Por Luciana Yeung*
No último dia 22 de Junho, o Supremo Tribunal Federal (STF), no julgamento do caso trazido por ex-funcionários da Vale, sinalizou que o prazo para o aviso prévio trabalhista pode ser proporcional ao tempo de serviço. Hoje, na quase totalidade dos casos, a firma concede 30 dias. Como apontam alguns, o artigo 7o da Constituição Federal, inciso XXI, já diz claramente que o prazo mínimo é de 30 dias, podendo ser proporcionalmente maior. Resultados à parte, esta notícia, por si só, é um reflexo de diversos problemas estruturais nos sistemas político, legislativo e judiciário do país.
Em primeiro lugar, por que a Constituição Federal – que deveria ser a lei maior de um país e um corpo geral, mas sublime, de normas legais – dedica espaço para um assunto tão específico e detalhado? Já não basta a consolidação das leis do trabalho (CLT) com seus 922 artigos? Para fazer uma breve comparação: a Constituição dos Estados Unidos é de 1787, ano em que se tornaram independentes, depois disso, nunca mais houve uma segunda. Aquele documento contem sete artigos e 27 emendas. No Brasil, a primeira constituição republicana é de 1889, mas, já estamos na sétima Constituição. Além disso, há 97 artigos, cada um deles com dezenas de parágrafos, seções, etc., e ainda 67 emendas (registradas até Dezembro de 2010). Será que a quantidade de constituições que o país já teve, o tamanho e detalhamento da atual dão mais “seriedade” ao país?
O segundo problema, deriva do primeiro: a quantidade de leis e o grau de minúcia delas ajudam a criar uma triste expressão: a lei “não pegou”. O artigo 7o, inciso XXI é um típico exemplo de lei que “não pegou”: 23 anos depois de promulgada, parece ser a primeira vez que o país presta atenção a ela. Quando as leis “não pegam”, as instituições políticas têm sérios problemas de credibilidade.
O outro problema é a completa confusão dos papéis entre os três poderes no país. Alunos de escola primária aprendem que o Poder Legislativo legisla, ou seja, cria as leis; o poder Executivo executa, e o Judiciário decide em situações de conflito na interpretação das leis. Mas não é bem isso o que acontece na prática.
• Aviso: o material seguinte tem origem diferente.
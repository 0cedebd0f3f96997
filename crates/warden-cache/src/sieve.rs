//! Cost-bounded SIEVE eviction with per-entry expiry.
//!
//! # Algorithm
//!
//! - On access (hit): set the entry's `visited` bit to `true`.
//! - On insert, while the total cost would exceed the budget, scan from `hand`:
//!   - expired entry → evict it.
//!   - `visited == true` → reset to `false`, advance hand.
//!   - `visited == false` → evict this entry.
//!
//! Entries live in a `Vec` of slots with a `HashMap` index. Freed slots are
//! recycled through a free list so indices stay stable.

use std::collections::HashMap;
use std::hash::Hash;
use std::time::Instant;

#[derive(Debug)]
pub(crate) struct SieveCache<K, V> {
    /// Slots; `None` marks a freed slot.
    entries: Vec<Option<Entry<K, V>>>,
    /// Maps keys to their slot in `entries`.
    index: HashMap<K, usize>,
    /// Freed slots available for reuse.
    free: Vec<usize>,
    /// Current hand position for the SIEVE scan.
    hand: usize,
    max_cost: u64,
    cost: u64,
}

#[derive(Debug)]
struct Entry<K, V> {
    key: K,
    value: V,
    cost: u64,
    expires_at: Option<Instant>,
    visited: bool,
}

impl<K, V> Entry<K, V> {
    fn is_expired(&self, now: Instant) -> bool {
        self.expires_at.is_some_and(|at| now >= at)
    }
}

impl<K, V> SieveCache<K, V>
where
    K: Eq + Hash + Clone,
    V: Clone,
{
    /// Creates a cache holding at most `max_cost` total cost.
    ///
    /// # Panics
    ///
    /// Panics if `max_cost` is 0.
    pub(crate) fn new(max_cost: u64) -> Self {
        assert!(max_cost > 0, "cache max cost must be > 0");
        Self {
            entries: Vec::new(),
            index: HashMap::new(),
            free: Vec::new(),
            hand: 0,
            max_cost,
            cost: 0,
        }
    }

    /// Returns the value for `key`, marking it as recently used.
    ///
    /// Expired entries are removed and reported as a miss.
    pub(crate) fn get(&mut self, key: &K, now: Instant) -> Option<V> {
        let &idx = self.index.get(key)?;
        let expired = self.entries[idx].as_ref().is_some_and(|e| e.is_expired(now));
        if expired {
            self.remove_slot(idx);
            return None;
        }
        let entry = self.entries[idx].as_mut()?;
        entry.visited = true;
        Some(entry.value.clone())
    }

    /// Inserts a value, evicting until it fits.
    ///
    /// Returns `false` without modifying the cache when `cost` alone exceeds
    /// the budget.
    pub(crate) fn insert(
        &mut self,
        key: K,
        value: V,
        cost: u64,
        expires_at: Option<Instant>,
        now: Instant,
    ) -> bool {
        if cost > self.max_cost {
            return false;
        }

        // Replacing a key frees its old cost before making room.
        if let Some(&idx) = self.index.get(&key) {
            self.remove_slot(idx);
        }

        while self.cost + cost > self.max_cost {
            match self.find_eviction_target(now) {
                Some(idx) => {
                    self.remove_slot(idx);
                }
                None => break,
            }
        }

        let entry = Entry {
            key: key.clone(),
            value,
            cost,
            expires_at,
            visited: false,
        };
        let idx = if let Some(idx) = self.free.pop() {
            self.entries[idx] = Some(entry);
            idx
        } else {
            self.entries.push(Some(entry));
            self.entries.len() - 1
        };
        self.index.insert(key, idx);
        self.cost += cost;
        true
    }

    /// Removes a key from the cache.
    pub(crate) fn remove(&mut self, key: &K) -> Option<V> {
        let idx = *self.index.get(key)?;
        self.remove_slot(idx)
    }

    /// Drops every entry.
    pub(crate) fn clear(&mut self) {
        self.entries.clear();
        self.index.clear();
        self.free.clear();
        self.hand = 0;
        self.cost = 0;
    }

    pub(crate) fn len(&self) -> usize {
        self.index.len()
    }

    pub(crate) fn cost(&self) -> u64 {
        self.cost
    }

    fn remove_slot(&mut self, idx: usize) -> Option<V> {
        let entry = self.entries.get_mut(idx)?.take()?;
        self.index.remove(&entry.key);
        self.free.push(idx);
        self.cost -= entry.cost;
        Some(entry.value)
    }

    /// Scans from `hand` for an expired or unvisited entry.
    /// Resets `visited` bits along the way.
    fn find_eviction_target(&mut self, now: Instant) -> Option<usize> {
        if self.index.is_empty() {
            return None;
        }
        let slots = self.entries.len();

        // Bounded loop: the first pass resets visited bits, the second finds a target.
        for _ in 0..slots * 2 {
            let at = self.hand % slots;
            self.hand = (at + 1) % slots;
            if let Some(entry) = &mut self.entries[at] {
                if entry.is_expired(now) || !entry.visited {
                    return Some(at);
                }
                entry.visited = false;
            }
        }
        None
    }
}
Cientistas políticos explicam que, dada a grande fragmentação partidária no Brasil, há muita dificuldade em se criar maiorias no Congresso e, com isso, a negociação legislativa é mais custosa do que normalmente acontece em outras democracias. Assim, a criação das leis muitas vezes é uma tarefa inacabada no Parlamento: seus detalhes são simplesmente “jogados” para os juízes decidirem nas cortes. Nada mais errado. Isso contribui para a superlotação da Justiça: juízes são demandados para fazer o trabalho dos legisladores. No caso da decisão dos funcionários da Vale, o Judiciário não teve que preencher buracos na lei, mas simplesmente teve que fazer cumprir, ou executar – 23 anos depois – o inciso XXI do artigo 7o da Constituição. Ainda errado.
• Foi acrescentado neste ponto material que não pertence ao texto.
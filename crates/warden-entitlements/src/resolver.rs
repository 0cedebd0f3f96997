//! Entity entitlements: which attribute values each entity holds.

use std::collections::{BTreeMap, HashSet};
use std::sync::Arc;

use tracing::{debug, error};
use warden_types::{
    AttributeAndValue, AttributeRule, Entity, EntityEntitlements, RequestContext,
    ResourceAttribute, assign_ephemeral_ids, canonicalize,
};

use crate::engine::{ENTITLEMENTS_PATH, EntitlementsInput, IdpCredentials, PolicyEngine, entitlements_for};
use crate::error::{EntitlementsError, Result};
use crate::store::{AttributeStore, fetch_attribute_values};
use crate::token::TokenSource;

#[derive(Debug, Clone)]
pub struct EntitlementsResolver {
    store: Arc<dyn AttributeStore>,
    engine: Arc<dyn PolicyEngine>,
    tokens: Option<Arc<dyn TokenSource>>,
}

impl EntitlementsResolver {
    pub fn new(store: Arc<dyn AttributeStore>, engine: Arc<dyn PolicyEngine>) -> Self {
        Self {
            store,
            engine,
            tokens: None,
        }
    }

    /// Passes an IdP bearer token to the policy with every evaluation.
    pub fn with_token_source(mut self, tokens: Arc<dyn TokenSource>) -> Self {
        self.tokens = Some(tokens);
        self
    }

    pub fn store(&self) -> &Arc<dyn AttributeStore> {
        &self.store
    }

    /// Entitlements for each entity within `scope`, in entity order.
    ///
    /// Returned FQNs are lowercase. With `with_comprehensive_hierarchy`, a
    /// hierarchy value also entitles every lower-ranked value of its
    /// definition.
    pub async fn get_entitlements(
        &self,
        ctx: &RequestContext,
        entities: &[Entity],
        scope: Option<&ResourceAttribute>,
        with_comprehensive_hierarchy: bool,
    ) -> Result<Vec<EntityEntitlements>> {
        let Some(scope) = scope else {
            error!("entitlements request requires scope");
            return Err(EntitlementsError::MissingScope);
        };
        if entities.is_empty() {
            error!("entitlements request requires entities");
            return Err(EntitlementsError::MissingEntities);
        }

        let fqns: Vec<String> = scope
            .attribute_value_fqns
            .iter()
            .map(|f| canonicalize(f))
            .collect();
        let mappings = fetch_attribute_values(self.store.as_ref(), ctx, &fqns, true).await?;
        debug!(scope = fqns.len(), mapped = mappings.len(), "retrieved subject mappings");

        let mut entities = entities.to_vec();
        assign_ephemeral_ids(&mut entities);

        let mut entitlements = Vec::with_capacity(entities.len());
        for entity in entities {
            let idp = match &self.tokens {
                Some(tokens) => Some(IdpCredentials {
                    access_token: tokens.token(ctx).await?,
                }),
                None => None,
            };
            let entity_id = entity.ephemeral_id.clone();
            let input = EntitlementsInput {
                entity,
                attribute_mappings: mappings.clone(),
                idp,
            };
            let result = self
                .engine
                .evaluate(ctx, ENTITLEMENTS_PATH, input.to_value()?)
                .await
                .map_err(|e| match e {
                    EntitlementsError::Cancelled(_) => e,
                    other => {
                        error!(entity_id = %entity_id, error = %other, "entitlements evaluation failed");
                        other
                    }
                })?;

            let mut fqns: Vec<String> = entitlements_for(&result, &entity_id)?
                .iter()
                .map(|f| canonicalize(f))
                .collect();
            if with_comprehensive_hierarchy {
                fqns = expand_hierarchy(fqns, &mappings)?;
            }
            debug!(entity_id = %entity_id, fqns = ?fqns, "entitlements resolved");
            entitlements.push(EntityEntitlements {
                entity_id,
                attribute_value_fqns: fqns,
            });
        }
        Ok(entitlements)
    }
}

/// Appends every value ranked below an entitled hierarchy value.
fn expand_hierarchy(
    fqns: Vec<String>,
    mappings: &BTreeMap<String, AttributeAndValue>,
) -> Result<Vec<String>> {
    let mut seen: HashSet<String> = fqns.iter().cloned().collect();
    let mut expanded = fqns.clone();
    for fqn in &fqns {
        let Some(mapped) = mappings.get(fqn) else {
            continue;
        };
        if mapped.attribute.rule != AttributeRule::Hierarchy {
            continue;
        }
        let mut definition = mapped.attribute.clone();
        definition.populate_fqns()?;
        let Some(rank) = definition.rank_of(fqn) else {
            continue;
        };
        for lower in definition.value_fqns().into_iter().skip(rank + 1) {
            if seen.insert(lower.clone()) {
                expanded.push(lower);
            }
        }
    }
    Ok(expanded)
}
Outro problema é a tão conhecida Justiça – e lei – paternalista deste país. Não vou me estender sobre este ponto , mas vale somente a pena enfatizar que, enquanto a lei brasileira e o Judiciário brasileiro considerarem que os empregadores são sempre agentes de má fé, e os empregados indivíduos incapazes, a criação de empregos – ou melhor, de empregos formais – estará severamente limitada. E não haverá crescimento econômico capaz de expandir este limite (basta ver os ainda altos níveis de informalidade e “pessoas jurídicas individuais” no mercado de trabalho).
Finalmente, é fácil prever o que seguirá desta decisão do STF: centenas, ou milhares, de novas ações de empregados, solicitando o mesmo direito. O funcionamento dos tribunais que se dane...
Resumo da ópera, ou melhor, do acórdão do STF: no Brasil, o Legislativo não legisla direito, o que faz com que o Judiciário não julgue direito; enquanto isso, o Executivo não executa as leis já existentes e insiste em legislar (assunto para outra conversa). E assim, o país vai seguindo o seu caminho...
* Luciana Yeung é Doutora em Economia - Escola de Economia de São Paulo da Fundação Getúlio Vargas (EESP-FGV) - Graduada em Economia pela Universidade de São Paulo, mestre em Economia Aplicada e em Relações Industriais pela University of Wisconsin - Madison. Coordenadora do curso de graduação de economia do Insper (2011-2013). Membro fundadora da Associação Brasileira de Direito e Economia (ABDE) e Vice-Presidente do IBRET (Instituto Brasileiro de Relações de Emprego e Trabalho).